Methodological Principles . Logical calculi and the notions mentioned under “General Logic” belong to a general theory of foundations that also encompasses certain important Leibnizian methodological principles. The principle of sufficient reason (principium rationis sufficientis, also designated as principium nobilissimum) plays a special role. In its simplest form it is phrased “nothing is without a reason” (nihil est sine ratione), which includes not only the concept of physical causality (nihil fit sine causa) but also in general the concept of a logical antecedent-consequent relationship. According to Leibniz, “a large part of metaphysics [by which he means rational theology], physics,and ethics” may be constructed on this proposition.24 Viewed methodologically, this means that, in the principle of sufficient reason, there is a teleological as well as a causal principle; the particular import of the proposition is that both principles may be used in the same way for physical processes and human actions.
Defending the utility of final causes in physics (in opposition to the view of Descartes), Leibniz explained that these often provided an easier path than the more direct method of mechanical explanation in terms of efficient causes.25 Leibniz had himself in 1682 used a variation of Fermat’s principle in an application of his method of maxima and minima to the derivation of the law of refraction. Closely associated with the principle of sufficient reason is the principle of perfection (principium perfectionis or melioris). In physics, this principle determines the actual motion from among the possible motions, and in metaphysics leads Leibniz to the idea of “the best of all possible worlds.” The clearest expression of Leibniz’ view is to be found in his Tentamen anagoticum,26 written in about 1694, where he remarks that the least parts of the universe are ruled by the most perfect order. In this context, the idea of perfection consists in a maximum or minimum quantity, the choice between the two being determined by another architectonic principle, such as the principle of simplicity. Since the laws of nature themselves are held by Leibniz to depend on these principles, he supposed the existence of a perfect correlation between physical explanations in terms of final and efficient causes.
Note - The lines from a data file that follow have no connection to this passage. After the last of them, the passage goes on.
//! Power flow resolution.
//!
//! Splits the battery's AC or DC power across PV, load, grid, and fuel cell,
//! honoring per-source charging permissions, and reports the complete flow
//! decomposition together with conversion losses.

pub mod inputs;
pub mod inverter;
pub mod model;
pub mod state;

pub use inputs::{ChargePermissions, StepInputs};
pub use inverter::{SharedInverter, SharedInverterParams};
pub use model::{PowerFlowModel, Topology};
pub use state::PowerFlowState;
impl VoltageParams {
    pub fn validate(&self) -> Result<(), StorageError> {
        if self.num_cells_series == 0 || self.num_strings == 0 {
            return Err(StorageError::invalid(
                "voltage.num_cells_series/num_strings",
                "pack topology counts must be >= 1",
            ));
        }
        if self.v_nom_default <= 0.0 {
            return Err(StorageError::invalid("voltage.v_nom_default", "must be > 0 V"));
        }
        if self.resistance < 0.0 {
            return Err(StorageError::invalid("voltage.resistance", "must be >= 0 Ohm"));
        }
        match &self.variant {
            VoltageVariant::Model {
                v_full,
                v_exp,
                v_nom,
                q_full,
                q_exp,
                q_nom,
                c_rate,
            } => {
                if *v_full <= 0.0 || *v_exp <= 0.0 || *v_nom <= 0.0 {
                    return Err(StorageError::invalid(
                        "voltage.variant",
                        "model voltages must be > 0 V",
                    ));
                }
                if !(*q_exp > 0.0 && *q_nom > *q_exp && *q_full > *q_nom) {
                    return Err(StorageError::invalid(
                        "voltage.variant",
                        "model charges must satisfy 0 < q_exp < q_nom < q_full",
                    ));
                }
                if *c_rate <= 0.0 {
                    return Err(StorageError::invalid("voltage.variant.c_rate", "must be > 0"));
                }
            }
            VoltageVariant::Table { rows } => {
                if rows.len() < 2 {
                    return Err(StorageError::invalid(
                        "voltage.variant.rows",
                        format!("DOD-voltage table needs >= 2 rows, got {}", rows.len()),
                    ));
                }
            }
        }
        Ok(())
    }
}

#[derive(Debug, Clone, Serialize, Deserialize)]
pub struct ThermalParams {
    pub mass_kg: f64,
    pub length_m: f64,
    pub width_m: f64,
    pub height_m: f64,
    /// Internal resistance used for ohmic self-heating [Ohm].
    pub resistance_ohm: f64,
    /// Specific heat capacity [J/kg/K].
    pub cp_j_per_kg_k: f64,
    /// Surface heat-transfer coefficient [W/m2/K].
    pub h_w_per_m2_k: f64,
    /// Rows of (temperature K, usable capacity %).
    pub cap_vs_temp: Vec<[f64; 2]>,
    /// Ambient temperature over year one (or the whole lifetime) [K],
    /// indexed by the year-one step index and clamped at the end.
    pub t_room_k: Vec<f64>,
}

impl ThermalParams {
    pub fn validate(&self) -> Result<(), StorageError> {
        if self.mass_kg <= 0.0 || self.cp_j_per_kg_k <= 0.0 {
            return Err(StorageError::invalid(
                "thermal.mass_kg/cp_j_per_kg_k",
                "thermal mass and specific heat must be > 0",
            ));
        }
        if self.length_m <= 0.0 || self.width_m <= 0.0 || self.height_m <= 0.0 {
            return Err(StorageError::invalid(
                "thermal.length_m/width_m/height_m",
                "battery dimensions must be > 0 m",
            ));
        }
        if self.h_w_per_m2_k < 0.0 || self.resistance_ohm < 0.0 {
            return Err(StorageError::invalid(
                "thermal.h_w_per_m2_k/resistance_ohm",
                "heat transfer coefficient and resistance must be >= 0",
            ));
        }
        if self.cap_vs_temp.len() < 2 {
            return Err(StorageError::invalid(
                "thermal.cap_vs_temp",
                format!("capacity-vs-temperature table needs >= 2 rows, got {}", self.cap_vs_temp.len()),
            ));
        }
        if self.t_room_k.is_empty() {
            return Err(StorageError::invalid("thermal.t_room_k", "ambient series must be non-empty"));
        }
        if self.t_room_k.iter().any(|&t| t <= 0.0 || t >= T_MAX_K) {
            return Err(StorageError::invalid(
                "thermal.t_room_k",
                format!("ambient temperatures must lie in (0, {T_MAX_K}) K"),
            ));
        }
        Ok(())
    }

    /// Ambient temperature for a year-one step index, clamped to the series.
    pub fn room_temp_k(&self, year_one_index: usize) -> f64 {
        let idx = year_one_index.min(self.t_room_k.len() - 1);
        self.t_room_k[idx]
    }
}
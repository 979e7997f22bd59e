//! Dispatch metrics.
//!
//! Accumulates the energy bookkeeping of resolved steps: how much went into
//! and out of the battery, where charging energy came from, what the grid saw,
//! and the resulting conversion and round-trip efficiencies. Annual figures
//! reset at year boundaries; accumulated figures never do.

use serde::{Deserialize, Serialize};

use crate::power_flow::PowerFlowState;

#[derive(Debug, Clone, Default, Serialize, Deserialize)]
pub struct DispatchMetrics {
    dt_hour: f64,

    // whole-simulation accumulators [kWh]
    e_charge_accumulated: f64,
    e_charge_from_pv: f64,
    e_charge_from_grid: f64,
    e_discharge_accumulated: f64,
    e_loss_system: f64,

    // derived figures [%]
    average_efficiency: f64,
    average_roundtrip_efficiency: f64,
    pv_charge_percent: f64,

    // annual accumulators [kWh]
    e_charge_annual: f64,
    e_charge_from_pv_annual: f64,
    e_charge_from_grid_annual: f64,
    e_discharge_annual: f64,
    e_grid_import_annual: f64,
    e_grid_export_annual: f64,
    e_loss_system_annual: f64,
    e_loss_annual: f64,
}

impl DispatchMetrics {
    pub fn new(dt_hour: f64) -> Self {
        Self {
            dt_hour,
            average_efficiency: 100.0,
            average_roundtrip_efficiency: 100.0,
            ..Default::default()
        }
    }

    /// Fold one resolved step's AC power flow into the accumulators.
    pub fn accumulate_step(&mut self, flow: &PowerFlowState) {
        self.accumulate_grid(flow.power_grid_kw);
        self.accumulate_battery_charge_components(
            flow.power_battery_ac_kw,
            flow.power_pv_to_battery_kw,
            flow.power_grid_to_battery_kw,
        );
        self.accumulate_energy_charge(flow.power_battery_ac_kw);
        self.accumulate_energy_discharge(flow.power_battery_ac_kw);
        self.accumulate_system_loss(flow.power_system_loss_kw);
        self.compute_annual_loss();
    }

    /// Reset the per-year figures at a year boundary.
    pub fn new_year(&mut self) {
        self.e_charge_from_pv_annual = 0.0;
        self.e_charge_from_grid_annual = 0.0;
        self.e_charge_annual = 0.0;
        self.e_discharge_annual = 0.0;
        self.e_grid_import_annual = 0.0;
        self.e_grid_export_annual = 0.0;
        self.e_loss_system_annual = 0.0;
    }

    fn accumulate_grid(&mut self, power_grid_kw: f64) {
        // grid positive = export
        if power_grid_kw > 0.0 {
            self.e_grid_export_annual += power_grid_kw * self.dt_hour;
        } else {
            self.e_grid_import_annual += -power_grid_kw * self.dt_hour;
        }
    }

    fn accumulate_energy_charge(&mut self, power_battery_ac_kw: f64) {
        if power_battery_ac_kw < 0.0 {
            self.e_charge_accumulated += -power_battery_ac_kw * self.dt_hour;
            self.e_charge_annual += -power_battery_ac_kw * self.dt_hour;
        }
    }

    fn accumulate_energy_discharge(&mut self, power_battery_ac_kw: f64) {
        if power_battery_ac_kw > 0.0 {
            self.e_discharge_accumulated += power_battery_ac_kw * self.dt_hour;
            self.e_discharge_annual += power_battery_ac_kw * self.dt_hour;
        }
    }

    fn accumulate_system_loss(&mut self, power_system_loss_kw: f64) {
        self.e_loss_system += power_system_loss_kw * self.dt_hour;
        self.e_loss_system_annual += power_system_loss_kw * self.dt_hour;
    }

    fn accumulate_battery_charge_components(
        &mut self,
        power_battery_ac_kw: f64,
        pv_to_battery_kw: f64,
        grid_to_battery_kw: f64,
    ) {
        if power_battery_ac_kw < 0.0 {
            self.e_charge_from_pv += pv_to_battery_kw * self.dt_hour;
            self.e_charge_from_pv_annual += pv_to_battery_kw * self.dt_hour;
            self.e_charge_from_grid += grid_to_battery_kw * self.dt_hour;
            self.e_charge_from_grid_annual += grid_to_battery_kw * self.dt_hour;
        }
        if self.e_charge_accumulated == 0.0 {
            self.average_efficiency = 0.0;
            self.average_roundtrip_efficiency = 0.0;
            self.pv_charge_percent = 0.0;
        } else {
            self.average_efficiency =
                100.0 * (self.e_discharge_accumulated / self.e_charge_accumulated);
            self.average_roundtrip_efficiency = 100.0
                * (self.e_discharge_accumulated / (self.e_charge_accumulated + self.e_loss_system));
            self.pv_charge_percent = 100.0 * (self.e_charge_from_pv / self.e_charge_accumulated);
        }
    }

    fn compute_annual_loss(&mut self) {
        let conversion = (self.e_charge_annual - self.e_discharge_annual).max(0.0);
        self.e_loss_annual = conversion + self.e_loss_system_annual;
    }

    pub fn average_conversion_efficiency(&self) -> f64 {
        self.average_efficiency
    }

    pub fn average_roundtrip_efficiency(&self) -> f64 {
        self.average_roundtrip_efficiency
    }

    pub fn pv_charge_percent(&self) -> f64 {
        self.pv_charge_percent
    }

    pub fn energy_charge_annual_kwh(&self) -> f64 {
        self.e_charge_annual
    }

    pub fn energy_discharge_annual_kwh(&self) -> f64 {
        self.e_discharge_annual
    }

    pub fn energy_pv_charge_annual_kwh(&self) -> f64 {
        self.e_charge_from_pv_annual
    }

    pub fn energy_grid_charge_annual_kwh(&self) -> f64 {
        self.e_charge_from_grid_annual
    }

    pub fn energy_grid_import_annual_kwh(&self) -> f64 {
        self.e_grid_import_annual
    }

    pub fn energy_grid_export_annual_kwh(&self) -> f64 {
        self.e_grid_export_annual
    }

    pub fn energy_loss_annual_kwh(&self) -> f64 {
        self.e_loss_annual
    }

    pub fn energy_system_loss_annual_kwh(&self) -> f64 {
        self.e_loss_system_annual
    }

    pub fn energy_charge_total_kwh(&self) -> f64 {
        self.e_charge_accumulated
    }

    pub fn energy_discharge_total_kwh(&self) -> f64 {
        self.e_discharge_accumulated
    }
}
//! Time-stepped electrochemical battery storage simulation.
//!
//! Given a per-step target power from an external dispatch strategy, the crate
//! simulates the battery's internal state — charge, voltage, temperature,
//! cycle and calendar aging, parasitic losses — returns the power actually
//! delivered, and resolves the resulting AC/DC power flows across PV, load,
//! grid, and fuel cell.
//!
//! The core is synchronous and fully deterministic: one [`clock::StepClock`]
//! step runs to completion before the next begins, and the only iteration is
//! the bounded coupling loop inside [`battery::Battery`] and the bounded
//! constraint loop inside [`controller::ChargeController`].

pub mod battery;
pub mod clock;
pub mod config;
pub mod controller;
pub mod error;
pub mod metrics;
pub mod params;
pub mod power_flow;
pub mod telemetry;
pub mod utils;

pub use battery::{Battery, BatteryState, ChargeMode};
pub use clock::StepClock;
pub use controller::ChargeController;
pub use error::StorageError;
pub use metrics::DispatchMetrics;
pub use params::{
    BatteryParams, CalendarFade, CapacityParams, Chemistry, Connection, ControllerParams,
    KibamReference, LifetimeParams, LimitPolicy, LossParams, ReplacementPolicy, ThermalParams,
    TimeParams, VoltageParams, VoltageVariant,
};
pub use power_flow::{
    ChargePermissions, PowerFlowModel, PowerFlowState, SharedInverter, SharedInverterParams,
    StepInputs,
};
In relation to Leibniz’ analytical theory of judgment and his distinction between necessary and contingent propositions, the principle of sufficient reason entails that, in the case of a well-founded connection between, for example, physical cause and physical effect, the proposition that formulates the effect may be described as a logical implication of the proposition that formulates the cause. Generalized in the sense of the analytical theory of truth and falsehood that Leibniz upholds, this means: “nothing is without a reason; that is, there is no proposition in which there is not some connection between the concept of the predicate and concept of the subject, or which cannot be proved a priori.” 27 This logical sense of the principle of sufficient reason contains also (in its formulation as a principium reddendae rationis) a methodological postulate; propositions are not only capable of being grounded in reasons (in the given analytical manner) but they must be so grounded (insofar as they are formulated with scientific intent).28
In addition to the principle of sufficient reason, the principle of contradiction (principium contradictionis) and the principle of the identity of indiscernible (principium identitatis indiscernibilium) are especially in evidence in Leibniz’ logic. In its Leibnizian formulation, the principle of contradiction, ⌉(A ⋀ ⌉A), includes the principle of the excluded middle, A ⋁ ⌉A (terbium non datur): “nothing can be and not be at the same time; everything is or is not.” 29 Since Leibniz’ formulation rests on a theory according to which predicates, in principle, can be traced back to identical propositions, he also classes the principle of contradiction as a principle of identity. The principle of the identity of indiscernible again defines the identity of two subjects, whether concrete or abstract, in terms of the property that the mutual replacement of their complete concepts in any arbitrary statement does not in the least change the truth value of that statement (salva veritate). Two subjects s1 and s2 are different when there is predicate P that is included in the complete complete concept S1 of s1 but not in the complete concept S2 of s2, or vice versa. If there is no such predicate, then because of the mutual replaceability of both complete concepts S1 and S2, there is no sence in talking of different subjects. This means, however, that the principle of the identity of indiscernible, together with its traditional meaning ( “there are no two indistinguishable subjects” 30), is synonymous with the definition of logical equality ( “whatever can be put in place of anything else, salva veritate, is identical to it” 31).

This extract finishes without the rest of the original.